Les élèves de la troisième catégorie (G-ECF, M-ECF,
K-ECF et J-ECF) appartiennent à la même équipe. Ils se sont
investis dans le jeu avec un bon niveau de réussite (ils perdent peu de
points HP). Ce sont des élèves pour lesquels les entretiens
ont montré qu’ils avaient une connaissance experte du jeu.
L’équipe est menée par un guerrier (J-ECF), le seul
garçon de l’équipe, qui perd de nombreux points en
protégeant ses coéquipiers. Enfin, les élèves de la
quatrième catégorie (P-ECF, A-ECF, E-ECF et H-ECF) sont des
élèves identifiés lors des observations de classe ou des
entretiens comme des élèves qui enfreignent souvent les
règles. Les données montrent qu’ils ne parviennent pas
à gérer leurs pertes de points.
L’examen des traces recueillies auprès de deux
élèves de l’ECF (voir figure 4), que nous avons
sélectionnés en raison de leur caractère
emblématique de deux manières très différentes de
s’approprier le jeu, permet d’affiner notre compréhension de
ces variations interindividuelles selon une perspective diachronique.

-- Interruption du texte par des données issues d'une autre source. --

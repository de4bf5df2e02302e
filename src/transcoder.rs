use crate::detect::Autodetect;
use crate::engine::{CodecEngine, ConversionContext, Status};
use crate::error::{Error, Result};
use crate::system::SystemEngine;
use std::io;
use tracing::{debug, trace};

/// Size of the window every push writes into.
pub const SCRATCH_SIZE: usize = 4096;

/// Converts byte strings between encodings, measuring the output first and
/// then filling a buffer of exactly that size.
///
/// Every call opens its own context and drops it before returning or
/// before moving on to the next autodetection candidate.
#[derive(Debug, Clone, Default)]
pub struct Transcoder<E> {
    engine: E,
}

impl Transcoder<SystemEngine> {
    pub fn system() -> Self {
        Transcoder::new(SystemEngine)
    }
}

impl<E: CodecEngine> Transcoder<E> {
    pub fn new(engine: E) -> Self {
        Transcoder { engine }
    }

    pub fn engine(&self) -> &E {
        &self.engine
    }

    /// convert `input` from `from` to `to`.
    ///
    /// `from` may be one of the [`Autodetect`] tokens. A multi-byte
    /// sequence cut off at the end of `input` is dropped silently.
    pub fn convert(&self, to: &str, from: &str, input: &[u8]) -> Result<Vec<u8>> {
        self.dispatch(to, from, |mut cx, from| {
            let len = measure(&mut cx, from, input)?;
            trace!(from = %from, to = %to, len, "sized conversion");
            if len == 0 {
                return Ok(Vec::new());
            }
            fill(&mut cx, from, input, len)
        })
    }

    /// The number of bytes [`convert`](Self::convert) would return.
    pub fn converted_len(&self, to: &str, from: &str, input: &[u8]) -> Result<usize> {
        self.dispatch(to, from, |mut cx, from| {
            let len = measure(&mut cx, from, input)?;
            trace!(from = %from, to = %to, len, "sized conversion");
            Ok(len)
        })
    }

    fn dispatch<T, F>(&self, to: &str, from: &str, attempt: F) -> Result<T>
    where
        F: Fn(E::Context, &str) -> Result<T>,
    {
        if !usable_name(to) || !usable_name(from) {
            return Err(Error::unsupported(from, to));
        }
        match self.engine.open(from, to) {
            Ok(cx) => attempt(cx, from),
            Err(e) if e.is_unsupported() => match Autodetect::from_token(from) {
                Some(detect) => self.detect(to, detect, attempt),
                None => {
                    debug!(from = %from, to = %to, "unsupported conversion");
                    Err(e)
                }
            },
            Err(e) => {
                debug!(from = %from, to = %to, error = %e, "cannot open conversion");
                Err(e)
            }
        }
    }

    fn detect<T, F>(&self, to: &str, detect: Autodetect, attempt: F) -> Result<T>
    where
        F: Fn(E::Context, &str) -> Result<T>,
    {
        let mut outcome = Err(Error::unsupported(detect.token(), to));
        for &candidate in detect.candidates() {
            outcome = self
                .engine
                .open(candidate, to)
                .and_then(|cx| attempt(cx, candidate));
            match &outcome {
                Err(e) if e.is_invalid_sequence() => {
                    debug!(token = detect.token(), candidate = %candidate, error = %e, "candidate rejected input");
                }
                _ => break,
            }
        }
        outcome
    }
}

fn usable_name(name: &str) -> bool {
    !name.is_empty() && !name.contains('\0')
}

/// Push all of `input` and the final flush through a scratch window,
/// handing every produced chunk to `sink`.
fn drive<C, F>(cx: &mut C, from: &str, input: &[u8], mut sink: F) -> Result<()>
where
    C: ConversionContext,
    F: FnMut(&[u8]),
{
    let mut scratch = [0u8; SCRATCH_SIZE];
    let mut read = 0;
    while read < input.len() {
        let step = cx.push(&input[read..], &mut scratch)?;
        if step.status == Status::OutputFull && step.read == 0 && step.written == 0 {
            return Err(Error::Engine(io::Error::new(
                io::ErrorKind::Other,
                format!("{} conversion made no progress at offset {}", from, read),
            )));
        }
        read += step.read;
        match step.status {
            Status::Consumed | Status::OutputFull => sink(&scratch[..step.written]),
            Status::Incomplete => {
                sink(&scratch[..step.written]);
                break;
            }
            Status::Invalid => {
                return Err(Error::InvalidSequence {
                    encoding: from.to_owned(),
                    offset: read,
                })
            }
        }
    }
    let n = cx.flush(&mut scratch)?;
    sink(&scratch[..n]);
    Ok(())
}

fn measure<C: ConversionContext>(cx: &mut C, from: &str, input: &[u8]) -> Result<usize> {
    let mut count = 0;
    drive(cx, from, input, |chunk| count += chunk.len())?;
    Ok(count)
}

fn fill<C: ConversionContext>(cx: &mut C, from: &str, input: &[u8], len: usize) -> Result<Vec<u8>> {
    let mut output = Vec::new();
    output
        .try_reserve_exact(len)
        .map_err(|_| Error::OutOfMemory { requested: len })?;
    cx.reset();
    drive(cx, from, input, |chunk| {
        assert!(
            output.len() + chunk.len() <= len,
            "sizing and conversion passes disagree: more than {} bytes produced",
            len
        );
        output.extend_from_slice(chunk);
    })?;
    assert_eq!(
        output.len(),
        len,
        "sizing and conversion passes disagree on output length"
    );
    Ok(output)
}
/// Reserved source names that ask for the encoding to be guessed.
///
/// Each token stands for an ordered list of concrete candidates. The
/// first candidate that does not reject the input as an invalid byte
/// sequence decides the outcome.
#[derive(Debug, Clone, Copy, PartialEq, Eq)]
pub enum Autodetect {
    /// `autodetect_utf8`
    Utf8,
    /// `autodetect_jp`
    Japanese,
    /// `autodetect_kr`
    Korean,
}

impl Autodetect {
    pub const ALL: [Autodetect; 3] = [Autodetect::Utf8, Autodetect::Japanese, Autodetect::Korean];

    /// Exact, case-sensitive match against the reserved tokens.
    pub fn from_token(name: &str) -> Option<Self> {
        Self::ALL.iter().copied().find(|a| a.token() == name)
    }

    pub fn token(self) -> &'static str {
        match self {
            Autodetect::Utf8 => "autodetect_utf8",
            Autodetect::Japanese => "autodetect_jp",
            Autodetect::Korean => "autodetect_kr",
        }
    }

    pub fn candidates(self) -> &'static [&'static str] {
        match self {
            // Very little ISO-8859-1 text is valid UTF-8, while every byte
            // string is valid ISO-8859-1, so the stricter one goes first.
            Autodetect::Utf8 => &["UTF-8", "ISO-8859-1"],
            // The 7-bit encoding rejects any byte >= 0x80 at once. Short
            // SHIFT_JIS input may come out as EUC-JP; that is accepted.
            Autodetect::Japanese => &["ISO-2022-JP-2", "EUC-JP", "SHIFT_JIS"],
            Autodetect::Korean => &["ISO-2022-KR", "EUC-KR"],
        }
    }
}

Figure 4 • Détails des traces recueillies pour les
élèves V-ECF et A-ECF
L’élève V-ECF se montre très
intéressé par le jeu et a pour objectif l’obtention de
points d’expérience pour débloquer des pouvoirs. Le jeu est
pour lui « un point positif [...]. On ne perdait jamais, mais on
gagnait des XP et on pouvait donc utiliser nos pouvoirs ».
Effectivement, les données confirment que ce guérisseur
(garçon) gagne beaucoup de points d’expérience (XP)
avec 75 obsels concernant l’obtention de points
d’expérience, achète quelques pouvoirs (N=9) et utilise
plutôt des pouvoirs collaboratifs (N=12) par rapport aux pouvoirs
individuels (N=2). En comparaison avec A-ECF (fille), il perd peu de points de
vie (N=14) et n’est jamais « mort au combat »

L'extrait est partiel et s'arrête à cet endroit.